Well, if they respond with those words exactly, then yeah. There are plenty of valid opinions from people who have never boxed. You see this a lot when fans call a fighter a "bum," but a boxer is way more reluctant to use the word (unless deliberately trash talking to get under skin). To get at the level where you are on T.V. you aren't a bum. It's a mean word used by loser fans.
With that in mind, fans can be awful ignorant and downright stupid sounding. People who haven't boxed giving their advice or "should haves" are commenting on something they have an incomplete opinion about. It's like someone saying, "oh, I wouldn't like having kids, I wouldn't enjoy it," but they never had them so how do they know? Likely, they see the frustrated parent wringing his or her fists in idle fury as their kid throws a bitch fit in an aisle at a department store and think, "that sucks." And, there is a truth to it. It sucks. But it's a limited truth with much ignorance. That observer also doesn't get to watch their kid learn something, like untie a knot, or finish a puzzle, and then feel this sense of fullness and love, or get it in a more direct way, when the kid walks up to them when they are sad, gives them a hug and says, "I love you." They don't really get it b3cause they don't have it. Nieces, nephews, friends with kids, none of that is the same, it's like Plato's forms. There is very nearly no way to replicate that feeling of being a parent except by living it. Those people who comment on not wanting kids might just be right, to a point, but honest truth: they don't know what they are missing out on so how much do they really know? Limited, at best.
To bring it back to the sport, it's like saying, "that boxer should retire," but if you've never experienced boxing, you don't know their "why," with regards to their refusal to quit. Maybe they should, but it's like someone who was an addict understanding the plight of recovery much better than someone who hasn't. You've got some ignorance tucked away in your soul. To experience anything is to understand it in a deeper way. Process manifests in the brain automatically.
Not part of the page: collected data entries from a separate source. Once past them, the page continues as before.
//! The collection query pipeline shared by every Mimic simulation.
//!
//! Each list/search/get endpoint composes a subset of four operations over an
//! in-memory collection:
//!
//! 1. [`FieldMask`] projection — restrict which fields a response carries
//! 2. [`SearchQuery`] matching — case-insensitive substring search over a
//!    fixed set of per-resource fields, with phone-number normalization
//! 3. [`SortOrder`] — stable sorting for the connections listing
//! 4. [`paginate`] / [`page_slice`] — offset-token and page/per-page slicing
//!
//! The pipeline is pure: it never touches a store, only borrowed collections.

pub mod error;
pub mod mask;
pub mod page;
pub mod search;
pub mod sort;

pub use error::{QueryError, QueryResult};
pub use mask::{FieldMask, Project};
pub use page::{page_slice, paginate, Page};
pub use search::{record_matches, search, SearchQuery, Searchable};
pub use sort::{sort_records, SortKeys, SortOrder};
//! Phone-number, MDN, and free-text normalization helpers.
//!
//! The simulations match phone numbers on their canonical digit form, so a
//! query of `"(555) 010"` finds a stored `"+1 555-0100"`. MDNs (mobile
//! directory numbers) additionally carry a hard 8–11 digit contract; anything
//! outside that range is a caller error, not a soft miss.

use crate::error::{Result, TypeError};

/// Reduce a phone number to its canonical digit string.
///
/// Strips every non-digit character (spaces, dashes, dots, parentheses, a
/// leading `+`). Returns `None` when nothing remains — callers treat that as
/// "not a phone-like value" rather than an error.
///
/// # Examples
///
/// ```
/// use mimic_types::normalize_phone_number;
///
/// assert_eq!(normalize_phone_number("(123) 456-7890").as_deref(), Some("1234567890"));
/// assert_eq!(normalize_phone_number("+1 555.010.0"), Some("15550100".to_string()));
/// assert_eq!(normalize_phone_number("call me"), None);
/// ```
pub fn normalize_phone_number(raw: &str) -> Option<String> {
    let digits: String = raw.chars().filter(char::is_ascii_digit).collect();
    if digits.is_empty() {
        None
    } else {
        Some(digits)
    }
}

/// Validate a mobile directory number, returning its canonical digit form.
///
/// Formatting characters are stripped first, so `"(123) 456-7890"` validates
/// to `"1234567890"`. The digit count must be between 8 and 11 inclusive.
///
/// # Errors
///
/// Returns [`TypeError::InvalidMdn`] when the stripped value is not 8–11
/// digits. The message text is part of the observable contract.
pub fn validate_mdn(raw: &str) -> Result<String> {
    let digits: String = raw.chars().filter(char::is_ascii_digit).collect();
    if (8..=11).contains(&digits.len()) {
        Ok(digits)
    } else {
        Err(TypeError::InvalidMdn)
    }
}

/// Validate an optional free-text input against a length cap.
///
/// `None` passes through unchanged; empty strings are preserved (the billing
/// flows distinguish "no message" from "empty message").
///
/// # Errors
///
/// Returns [`TypeError::TooLong`] when the input exceeds `max` characters.
pub fn bounded_string(value: Option<&str>, field: &str, max: usize) -> Result<Option<String>> {
    match value {
        None => Ok(None),
        Some(text) => {
            if text.chars().count() > max {
                return Err(TypeError::TooLong {
                    field: field.to_string(),
                    max,
                });
            }
            Ok(Some(text.to_string()))
        }
    }
}
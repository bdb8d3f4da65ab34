//! Simulated telecom billing assistant backend.
//!
//! State lives in a [`BillingState`]: a seeded bill collection, an append-only
//! interaction log, and a conversation status block. Operations split into
//! conversation flows (`escalate`, `fail`, `cancel`, `ghost`, `done`,
//! `autopay`, `bill`, `default_start_flow`) and the bill lookup
//! (`get_billing_info`).
//!
//! # Invariants
//!
//! - Interaction ids are sequential per state (`INTERACTION-{n}`,
//!   `BILLING_INFO-{n}` share one counter).
//! - A bill is addressed by its (call id, canonical MDN) pair.
//! - AutoPay enrollment happens at most once per state.

mod clock;
pub mod error;
pub mod flows;
pub mod info;
pub mod types;

pub use error::{BillingError, BillingResult};
pub use flows::{
    autopay, bill, cancel, default_start_flow, done, escalate, fail, ghost, AutopayEnrollment,
    BillParams, ConversationClose, StartFlowParams,
};
pub use info::{
    get_billing_info, BillingInfoResponse, BillingParameters, FulfillmentInfo,
    ResponseSessionInfo, SessionInfo, SessionParameters,
};
pub use types::{
    Bill, BillingOutcome, BillingState, ConversationStatus, FlowOutcome, Interaction,
};
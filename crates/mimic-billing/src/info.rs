//! Bill lookup: `get_billing_info`.
//!
//! Resolves a bill by the session's (call id, MDN) pair and returns the
//! stringified parameter block. The MDN is reduced to its canonical digit
//! form before matching, so `"(123) 456-7890"` finds a bill stored under
//! `"1234567890"`.

use serde::{Deserialize, Serialize};
use tracing::debug;

use mimic_types::{bounded_string, validate_mdn, TypeError};

use crate::clock::current_stamp;
use crate::error::{BillingError, BillingResult};
use crate::types::{Bill, BillingState, Interaction};

const TAG_CAP: usize = 100;
const CALL_ID_CAP: usize = 100;
const END_PAGE_ACTION_CAP: usize = 50;

/// The fulfillment block of a billing-info request.
#[derive(Clone, Debug, Default, PartialEq, Eq, Serialize, Deserialize)]
pub struct FulfillmentInfo {
    #[serde(default, skip_serializing_if = "Option::is_none")]
    pub tag: Option<String>,
}

/// The session parameters of a billing-info request.
#[derive(Clone, Debug, Default, PartialEq, Eq, Serialize, Deserialize)]
#[serde(rename_all = "camelCase")]
pub struct SessionParameters {
    pub call_id: String,
    pub mdn: String,
    #[serde(default, skip_serializing_if = "Option::is_none")]
    pub end_page_action: Option<String>,
}

/// The session block of a billing-info request.
#[derive(Clone, Debug, Default, PartialEq, Eq, Serialize, Deserialize)]
pub struct SessionInfo {
    pub parameters: SessionParameters,
}

/// The stringified parameter block of a billing-info response.
///
/// Every numeric and boolean store field comes back as a string; absent
/// fields stay null rather than defaulting.
#[derive(Clone, Debug, Default, PartialEq, Eq, Serialize, Deserialize)]
#[serde(rename_all = "camelCase")]
pub struct BillingParameters {
    pub outstanding_balance: Option<String>,
    pub additional_content: Option<String>,
    #[serde(rename = "billduedate")]
    pub bill_due_date: Option<String>,
    pub charge_counter: Option<String>,
    pub active_mtn_count: Option<String>,
    pub auto_pay: Option<String>,
    pub past_due_balance: Option<String>,
    pub charge_counter_list: Option<Vec<String>>,
    pub last_paid_date: Option<String>,
    pub last_payment_amount: Option<String>,
    pub status_code: String,
    pub content: Option<String>,
    pub status_message: String,
}

/// The session block of a billing-info response.
#[derive(Clone, Debug, Default, PartialEq, Eq, Serialize, Deserialize)]
pub struct ResponseSessionInfo {
    pub parameters: BillingParameters,
}

/// A billing-info response.
#[derive(Clone, Debug, Default, PartialEq, Eq, Serialize, Deserialize)]
#[serde(rename_all = "camelCase")]
pub struct BillingInfoResponse {
    pub session_info: ResponseSessionInfo,
}

fn validate_call_id(raw: &str) -> BillingResult<String> {
    if raw.trim().is_empty() {
        return Err(TypeError::Empty {
            field: "callId".to_string(),
        }
        .into());
    }
    let validated = bounded_string(Some(raw), "callId", CALL_ID_CAP)?;
    Ok(validated.unwrap_or_default())
}

fn stringify_parameters(bill: &Bill) -> BillingParameters {
    BillingParameters {
        outstanding_balance: bill.outstanding_balance.clone(),
        additional_content: bill.additional_content.clone(),
        bill_due_date: bill.bill_due_date.clone(),
        charge_counter: bill.charge_counter.map(|n| n.to_string()),
        active_mtn_count: bill.active_mtn_count.map(|n| n.to_string()),
        auto_pay: bill.auto_pay.map(|b| b.to_string()),
        past_due_balance: bill.past_due_balance.clone(),
        charge_counter_list: if bill.charge_counter_list.is_empty() {
            None
        } else {
            Some(
                bill.charge_counter_list
                    .iter()
                    .map(u32::to_string)
                    .collect(),
            )
        },
        last_paid_date: bill.last_paid_date.clone(),
        last_payment_amount: bill.last_payment_amount.clone(),
        status_code: "0000".to_string(),
        content: bill.content.clone(),
        status_message: "Success".to_string(),
    }
}

/// Look up a customer's bill and record the lookup as a `BILLING_INFO-{n}`
/// interaction.
///
/// # Errors
///
/// - Empty bills collection: `No bills found in database`
/// - Out-of-contract MDN: `mdn must be 8-11 digits`
/// - No matching bill: `Bill not found for callId: {call_id} and mdn: {mdn}`
pub fn get_billing_info(
    state: &mut BillingState,
    fulfillment: &FulfillmentInfo,
    session: &SessionInfo,
) -> BillingResult<BillingInfoResponse> {
    let tag = bounded_string(fulfillment.tag.as_deref(), "tag", TAG_CAP)?
        .filter(|t| !t.is_empty())
        .unwrap_or_else(|| "billing.action.initviewbill".to_string());
    let end_page_action = bounded_string(
        session.parameters.end_page_action.as_deref(),
        "endPageAction",
        END_PAGE_ACTION_CAP,
    )?
    .filter(|a| !a.is_empty())
    .unwrap_or_else(|| "BillingGeneral".to_string());

    if state.bills.is_empty() {
        return Err(BillingError::Data("No bills found in database".to_string()));
    }

    let call_id = validate_call_id(&session.parameters.call_id)?;
    let mdn = validate_mdn(&session.parameters.mdn)?;

    let bill = state.find_bill(&call_id, &mdn).ok_or_else(|| {
        BillingError::Data(format!(
            "Bill not found for callId: {call_id} and mdn: {mdn}"
        ))
    })?;
    let parameters = stringify_parameters(bill);

    let id = state.seq.next_labeled("BILLING_INFO");
    debug!(%id, %call_id, "billing info lookup recorded");
    state.interactions.push(Interaction::InfoLookup {
        id,
        tag,
        end_page_action,
        timestamp: current_stamp(),
    });

    Ok(BillingInfoResponse {
        session_info: ResponseSessionInfo { parameters },
    })
}

#[cfg(test)]
mod tests {
    use super::*;

    fn seeded() -> BillingState {
        BillingState {
            bills: vec![Bill {
                call_id: "CALL_1234abcd".into(),
                mdn: "1234567890".into(),
                outstanding_balance: Some("125.50".into()),
                bill_due_date: Some("2024-02-01".into()),
                charge_counter: Some(3),
                active_mtn_count: Some(2),
                auto_pay: Some(false),
                past_due_balance: Some("0.00".into()),
                charge_counter_list: vec![1, 2, 3],
                last_paid_date: Some("2024-01-01".into()),
                last_payment_amount: Some("110.00".into()),
                content: Some("Monthly statement".into()),
                additional_content: None,
            }],
            ..BillingState::default()
        }
    }

    fn session(call_id: &str, mdn: &str) -> SessionInfo {
        SessionInfo {
            parameters: SessionParameters {
                call_id: call_id.into(),
                mdn: mdn.into(),
                end_page_action: None,
            },
        }
    }

    // ---- Test 1: Lookup stringifies the parameter block ----
    #[test]
    fn lookup_stringifies_parameters() {
        let mut state = seeded();
        let response = get_billing_info(
            &mut state,
            &FulfillmentInfo::default(),
            &session("CALL_1234abcd", "1234567890"),
        )
        .unwrap();

        let params = &response.session_info.parameters;
        assert_eq!(params.outstanding_balance.as_deref(), Some("125.50"));
        assert_eq!(params.charge_counter.as_deref(), Some("3"));
        assert_eq!(params.auto_pay.as_deref(), Some("false"));
        assert_eq!(
            params.charge_counter_list,
            Some(vec!["1".to_string(), "2".to_string(), "3".to_string()])
        );
        assert_eq!(params.status_code, "0000");
        assert_eq!(params.status_message, "Success");
    }

    // ---- Test 2: The MDN is canonicalized before matching ----
    #[test]
    fn mdn_canonicalized_before_match() {
        let mut state = seeded();
        let response = get_billing_info(
            &mut state,
            &FulfillmentInfo::default(),
            &session("CALL_1234abcd", "(123) 456-7890"),
        );
        assert!(response.is_ok());
    }

    // ---- Test 3: Contract violations carry exact message text ----
    #[test]
    fn contract_violation_messages() {
        let mut empty = BillingState::default();
        let err = get_billing_info(
            &mut empty,
            &FulfillmentInfo::default(),
            &session("CALL_1234abcd", "1234567890"),
        )
        .unwrap_err();
        assert_eq!(err.to_string(), "No bills found in database");

        let mut state = seeded();
        let err = get_billing_info(
            &mut state,
            &FulfillmentInfo::default(),
            &session("CALL_1234abcd", "123"),
        )
        .unwrap_err();
        assert_eq!(err.to_string(), "mdn must be 8-11 digits");

        let err = get_billing_info(
            &mut state,
            &FulfillmentInfo::default(),
            &session("CALL_other", "1234567890"),
        )
        .unwrap_err();
        assert_eq!(
            err.to_string(),
            "Bill not found for callId: CALL_other and mdn: 1234567890"
        );
    }

    // ---- Test 4: Each lookup records a sequential interaction ----
    #[test]
    fn lookup_records_interaction() {
        let mut state = seeded();
        get_billing_info(
            &mut state,
            &FulfillmentInfo {
                tag: Some("billing.action.viewbill".into()),
            },
            &session("CALL_1234abcd", "1234567890"),
        )
        .unwrap();

        assert_eq!(state.interactions.len(), 1);
        assert_eq!(state.interactions[0].id(), "BILLING_INFO-1");
        match &state.interactions[0] {
            Interaction::InfoLookup { tag, end_page_action, .. } => {
                assert_eq!(tag, "billing.action.viewbill");
                assert_eq!(end_page_action, "BillingGeneral");
            }
            other => panic!("unexpected interaction: {other:?}"),
        }
    }

    // ---- Test 5: Empty call ids are rejected before lookup ----
    #[test]
    fn empty_call_id_rejected() {
        let mut state = seeded();
        let err = get_billing_info(
            &mut state,
            &FulfillmentInfo::default(),
            &session("   ", "1234567890"),
        )
        .unwrap_err();
        assert_eq!(err.to_string(), "callId cannot be empty or whitespace-only");
    }
}
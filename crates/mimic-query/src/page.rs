//! Offset-token and page-number pagination.
//!
//! Two slicing schemes coexist across the simulated APIs:
//!
//! - The People-style scheme carries a stringified integer offset as an
//!   opaque page token ([`paginate`]).
//! - The GitHub-style scheme uses 1-based `page` / `per_page` numbers
//!   ([`page_slice`]).
//!
//! Both apply strictly after filtering and sorting.

use tracing::debug;

/// One page of results plus the continuation token, if any.
#[derive(Clone, Debug, PartialEq, Eq)]
pub struct Page<T> {
    /// The records on this page.
    pub items: Vec<T>,
    /// Offset token for the next page; `None` when this page is the last.
    pub next_page_token: Option<String>,
}

/// Slice a collection by page size and offset token.
///
/// With no `page_size` the entire collection is returned and no continuation
/// token is produced. The next token is `offset + page_size` when that index
/// is still within the collection, else `None`.
///
/// Malformed (non-integer) tokens are tolerated and treated as offset 0.
/// That permissiveness is a compatibility requirement, not an oversight; see
/// DESIGN.md.
pub fn paginate<T: Clone>(items: &[T], page_size: Option<usize>, page_token: Option<&str>) -> Page<T> {
    let Some(size) = page_size else {
        return Page {
            items: items.to_vec(),
            next_page_token: None,
        };
    };

    let offset = match page_token {
        Some(token) => token.parse::<usize>().unwrap_or_else(|_| {
            debug!(token, "malformed page token, treating as offset 0");
            0
        }),
        None => 0,
    };

    let end = offset.saturating_add(size);
    let page: Vec<T> = items
        .iter()
        .skip(offset)
        .take(size)
        .cloned()
        .collect();
    let next_page_token = if end < items.len() {
        Some(end.to_string())
    } else {
        None
    };

    Page {
        items: page,
        next_page_token,
    }
}

/// Slice a collection by 1-based page number and page size.
///
/// `page` values of `None` or ≤ 0 are treated as 1. `per_page` values of
/// `None` or ≤ 0 mean no limit: the whole remaining collection is returned.
/// (The upstream contract left the default ambiguous; "no limit unless
/// specified" is the documented choice here.)
pub fn page_slice<T: Clone>(items: &[T], page: Option<i64>, per_page: Option<i64>) -> Vec<T> {
    let page = match page {
        Some(p) if p > 0 => p as usize,
        _ => 1,
    };
    match per_page {
        Some(per) if per > 0 => {
            let per = per as usize;
            // Saturate: huge page numbers land past the end, never wrap.
            let skip = (page - 1).saturating_mul(per);
            items.iter().skip(skip).take(per).cloned().collect()
        }
        _ => {
            // No limit: page 1 is everything, later pages are empty.
            if page == 1 {
                items.to_vec()
            } else {
                Vec::new()
            }
        }
    }
}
Likely, people who haven't boxed will try to defend their position, and they certainly can have valid points. Coaches who have never boxed are obviously very close to the sport, like Angelo Dundee, and people like him have an incredible boxing mind. But he sees the sport in a deeper and different way from fans because he, too, lives the mentor part of it (by extension, not all boxers make great coaches just because they have boxed).
So, as informed as fans can sometimes be, they have an ignorance that people who have boxed won't have. They need to accept this and not be insecure about it.